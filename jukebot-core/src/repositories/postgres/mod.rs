pub mod session;

pub use session::PostgresSessionRepository;
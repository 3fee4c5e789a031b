// jukebot-core/src/repositories/postgres/session.rs
//
// Stores one snapshot per guild in "guild_sessions" and every finished track
// in "track_history". Tracks and snapshots are kept as JSONB.

use async_trait::async_trait;
use chrono::{DateTime, Utc};
use sqlx::types::Json;
use sqlx::{Pool, Postgres, Row};
use uuid::Uuid;

use jukebot_common::error::Error;
use jukebot_common::models::{GuildId, HistoryEntry, SessionSnapshot, Track, TrackOutcome};
use jukebot_common::traits::SessionRepository;

fn guild_key(guild_id: GuildId) -> i64 {
    guild_id.get() as i64
}

fn guild_from_key(raw: i64) -> Result<GuildId, Error> {
    GuildId::new_checked(raw as u64).ok_or_else(|| Error::Parse(format!("invalid guild id {raw}")))
}

#[derive(Clone)]
pub struct PostgresSessionRepository {
    pool: Pool<Postgres>,
}

impl PostgresSessionRepository {
    pub fn new(pool: Pool<Postgres>) -> Self {
        Self { pool }
    }
}

#[async_trait]
impl SessionRepository for PostgresSessionRepository {
    async fn append_history(&self, entry: &HistoryEntry) -> Result<(), Error> {
        let q = r#"
            INSERT INTO track_history
                (history_id, guild_id, track_id, title, track, outcome, requester_id, finished_at)
            VALUES ($1, $2, $3, $4, $5, $6, $7, $8)
        "#;
        sqlx::query(q)
            .bind(Uuid::new_v4())
            .bind(guild_key(entry.guild_id))
            .bind(entry.track.id.as_str())
            .bind(&entry.track.title)
            .bind(Json(&entry.track))
            .bind(entry.outcome.as_str())
            .bind(entry.track.requester_id().map(|id| id.get() as i64))
            .bind(entry.finished_at)
            .execute(&self.pool)
            .await?;
        Ok(())
    }

    async fn recent_history(&self, guild_id: GuildId, limit: usize) -> Result<Vec<HistoryEntry>, Error> {
        let q = r#"
            SELECT guild_id, track, outcome, finished_at
            FROM track_history
            WHERE guild_id = $1
            ORDER BY finished_at DESC
            LIMIT $2
        "#;
        let rows = sqlx::query(q)
            .bind(guild_key(guild_id))
            .bind(limit as i64)
            .fetch_all(&self.pool)
            .await?;

        let mut out = Vec::with_capacity(rows.len());
        for r in rows {
            let Json(track): Json<Track> = r.try_get("track")?;
            let outcome: String = r.try_get("outcome")?;
            out.push(HistoryEntry {
                guild_id: guild_from_key(r.try_get("guild_id")?)?,
                track,
                finished_at: r.try_get("finished_at")?,
                outcome: outcome.parse::<TrackOutcome>()?,
            });
        }
        Ok(out)
    }

    async fn load_session(&self, guild_id: GuildId) -> Result<Option<SessionSnapshot>, Error> {
        let q = r#"
            SELECT snapshot
            FROM guild_sessions
            WHERE guild_id = $1
        "#;
        let row = sqlx::query(q)
            .bind(guild_key(guild_id))
            .fetch_optional(&self.pool)
            .await?;
        match row {
            Some(r) => {
                let Json(snapshot): Json<SessionSnapshot> = r.try_get("snapshot")?;
                Ok(Some(snapshot))
            }
            None => Ok(None),
        }
    }

    async fn save_snapshot(&self, snapshot: &SessionSnapshot) -> Result<(), Error> {
        let q = r#"
            INSERT INTO guild_sessions (guild_id, loop_mode, volume, snapshot, saved_at)
            VALUES ($1, $2, $3, $4, $5)
            ON CONFLICT (guild_id)
            DO UPDATE SET loop_mode = EXCLUDED.loop_mode,
                          volume    = EXCLUDED.volume,
                          snapshot  = EXCLUDED.snapshot,
                          saved_at  = EXCLUDED.saved_at
        "#;
        sqlx::query(q)
            .bind(guild_key(snapshot.guild_id))
            .bind(snapshot.loop_mode.to_string())
            .bind(snapshot.volume)
            .bind(Json(snapshot))
            .bind(snapshot.saved_at)
            .execute(&self.pool)
            .await?;
        Ok(())
    }

    async fn delete_snapshot(&self, guild_id: GuildId) -> Result<(), Error> {
        sqlx::query("DELETE FROM guild_sessions WHERE guild_id = $1")
            .bind(guild_key(guild_id))
            .execute(&self.pool)
            .await?;
        Ok(())
    }

    async fn purge_history_before(&self, cutoff: DateTime<Utc>) -> Result<u64, Error> {
        let res = sqlx::query("DELETE FROM track_history WHERE finished_at < $1")
            .bind(cutoff)
            .execute(&self.pool)
            .await?;
        Ok(res.rows_affected())
    }
}
use crate::models::{GuildId, MemberId};

#[derive(Debug, Clone, Copy, PartialEq, Eq)]
pub enum PresenceChange {
    Joined,
    Left,
}

/// A member joined or left the voice channel the bot is connected to.
#[derive(Debug, Clone, Copy, PartialEq, Eq)]
pub struct VoicePresenceEvent {
    pub guild_id: GuildId,
    pub member_id: MemberId,
    pub change: PresenceChange,
}
// src/repositories/mod.rs

pub mod memory;
pub mod postgres;

pub use jukebot_common::traits::SessionRepository;
pub use memory::InMemorySessionRepository;
pub use postgres::PostgresSessionRepository;
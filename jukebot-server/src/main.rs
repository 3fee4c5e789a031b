use std::path::PathBuf;
use std::sync::Arc;
use std::time::Duration;

use clap::Parser;
use dotenv::dotenv;
use tokio::sync::mpsc;
use tracing::{error, info, warn};
use tracing_subscriber::{fmt, EnvFilter};

use jukebot_common::models::{GuildId, MemberId, TransportFinished};
use jukebot_common::traits::{Recommender, Resolver, SessionRepository, Transport};
use jukebot_core::eventbus::EventBus;
use jukebot_core::repositories::{InMemorySessionRepository, PostgresSessionRepository};
use jukebot_core::services::{Collaborators, MusicService};
use jukebot_core::test_utils::fakes::{FakeResolver, FakeTransport};
use jukebot_core::{Database, EngineConfig};

mod console;
mod recommender;
mod resolver;
mod transport;

use console::{Console, ConsoleContext};
use recommender::{OpenAiConfig, OpenAiRecommender};
use resolver::YtDlpResolver;
use transport::FfmpegTransport;

#[derive(Parser, Debug, Clone)]
#[command(name = "jukebot")]
#[command(author, version, about = "JukeBot - per-guild music playback engine")]
struct Args {
    /// JSON engine configuration; defaults are used when omitted.
    #[arg(long)]
    config: Option<PathBuf>,

    /// Postgres connection URL. Falls back to DATABASE_URL; without either,
    /// sessions are only kept in memory.
    #[arg(long)]
    db_url: Option<String>,

    /// File or FIFO receiving raw s16le 48 kHz stereo PCM.
    #[arg(long, default_value = "jukebot.pcm")]
    sink: PathBuf,

    #[arg(long, default_value = "yt-dlp")]
    ytdlp: String,

    #[arg(long, default_value = "ffmpeg")]
    ffmpeg: String,

    /// Seconds to wait for yt-dlp before giving up on a query.
    #[arg(long, default_value = "30")]
    resolve_timeout: u64,

    /// Guild the console starts out controlling.
    #[arg(long, default_value = "1")]
    guild: u64,

    /// Member the console acts as.
    #[arg(long, default_value = "1")]
    member: u64,

    /// Use in-process fakes instead of yt-dlp and ffmpeg.
    #[arg(long, default_value = "false")]
    offline: bool,
}

fn init_tracing() {
    let filter = EnvFilter::from_default_env()
        .add_directive("jukebot=info".parse().unwrap_or_default());
    let sub = fmt().with_env_filter(filter).finish();
    if let Err(e) = tracing::subscriber::set_global_default(sub) {
        eprintln!("Failed to set global subscriber: {e}");
    }
}

fn openai_config() -> OpenAiConfig {
    let defaults = OpenAiConfig::default();
    OpenAiConfig {
        api_key: std::env::var("OPENAI_API_KEY").ok().filter(|k| !k.is_empty()),
        api_base: std::env::var("OPENAI_API_BASE").unwrap_or(defaults.api_base),
        model: std::env::var("OPENAI_MODEL").unwrap_or(defaults.model),
    }
}

async fn repository(db_url: Option<&str>) -> anyhow::Result<Arc<dyn SessionRepository>> {
    match db_url {
        Some(url) => {
            let db = Database::new(url).await?;
            db.migrate().await?;
            Ok(Arc::new(PostgresSessionRepository::new(db.pool().clone())))
        }
        None => {
            warn!("No database configured; queues will not survive a restart.");
            Ok(Arc::new(InMemorySessionRepository::default()))
        }
    }
}

#[tokio::main]
async fn main() -> anyhow::Result<()> {
    dotenv().ok();
    init_tracing();
    let args = Args::parse();
    info!("JukeBot starting. offline={}, sink={}", args.offline, args.sink.display());

    let config = match &args.config {
        Some(path) => EngineConfig::from_json_file(path)?,
        None => EngineConfig::default(),
    };

    let db_url = args.db_url.clone().or_else(|| std::env::var("DATABASE_URL").ok());
    let repository = repository(db_url.as_deref()).await?;

    let (resolver, transport, transport_rx): (
        Arc<dyn Resolver>,
        Arc<dyn Transport>,
        mpsc::Receiver<TransportFinished>,
    ) = if args.offline {
        let (transport, rx) = FakeTransport::with_channel();
        (Arc::new(FakeResolver::new()), Arc::new(transport), rx)
    } else {
        let (tx, rx) = mpsc::channel(64);
        (
            Arc::new(YtDlpResolver::new(&args.ytdlp, Duration::from_secs(args.resolve_timeout))),
            Arc::new(FfmpegTransport::new(&args.ffmpeg, args.sink.clone(), tx)),
            rx,
        )
    };
    let recommender: Arc<dyn Recommender> = Arc::new(OpenAiRecommender::new(openai_config()));

    let event_bus = Arc::new(EventBus::new());
    let collaborators = Collaborators {
        resolver,
        transport,
        repository,
        recommender,
    };
    let service = MusicService::start(collaborators, event_bus.clone(), config, transport_rx).await;

    let console = Arc::new(Console::new(service.clone(), event_bus.clone()));
    let notifier = console.spawn_notifier().await;
    let ctx = ConsoleContext {
        guild: GuildId::new_checked(args.guild).unwrap_or(GuildId::new(1)),
        member: MemberId::new_checked(args.member).unwrap_or(MemberId::new(1)),
        name: format!("member-{}", args.member),
    };
    console.clone().spawn_console_thread(tokio::runtime::Handle::current(), ctx);

    {
        let eb = event_bus.clone();
        tokio::spawn(async move {
            if let Err(e) = tokio::signal::ctrl_c().await {
                error!("Failed to listen for ctrl_c: {:?}", e);
                return;
            }
            info!("Ctrl-C detected; shutting down.");
            eb.shutdown();
        });
    }

    let mut shutdown_rx = event_bus.shutdown_rx.clone();
    loop {
        tokio::select! {
            _ = tokio::time::sleep(Duration::from_secs(60)) => {
                info!("{} active sessions", service.registry().len());
            }
            res = shutdown_rx.changed() => {
                if res.is_err() || *shutdown_rx.borrow() {
                    info!("Shutting down main loop.");
                    break;
                }
            }
        }
    }

    service.shutdown().await;
    notifier.abort();
    info!("JukeBot stopped.");
    Ok(())
}
pub mod queue;
pub mod registry;
pub mod session;

pub use queue::Queue;
pub use registry::SessionRegistry;
pub use session::{
    Enqueued, LeaveAction, PlaybackSession, PromptDecision, PromptResolution, SessionDeps,
    SessionStatus,
};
········
*Problem to work on:*
Begin with the line above that has "mod resolver;" and continue through the line that has "console acts as.", setting each one down exactly. Stop there.

*Response for this exercise:*
mod resolver;
mod transport;

use console::{Console, ConsoleContext};
use recommender::{OpenAiConfig, OpenAiRecommender};
use resolver::YtDlpResolver;
use transport::FfmpegTransport;

#[derive(Parser, Debug, Clone)]
#[command(name = "jukebot")]
#[command(author, version, about = "JukeBot - per-guild music playback engine")]
struct Args {
    /// JSON engine configuration; defaults are used when omitted.
    #[arg(long)]
    config: Option<PathBuf>,

    /// Postgres connection URL. Falls back to DATABASE_URL; without either,
    /// sessions are only kept in memory.
    #[arg(long)]
    db_url: Option<String>,

    /// File or FIFO receiving raw s16le 48 kHz stereo PCM.
    #[arg(long, default_value = "jukebot.pcm")]
    sink: PathBuf,

    #[arg(long, default_value = "yt-dlp")]
    ytdlp: String,

    #[arg(long, default_value = "ffmpeg")]
    ffmpeg: String,

    /// Seconds to wait for yt-dlp before giving up on a query.
    #[arg(long, default_value = "30")]
    resolve_timeout: u64,

    /// Guild the console starts out controlling.
    #[arg(long, default_value = "1")]
    guild: u64,

    /// Member the console acts as.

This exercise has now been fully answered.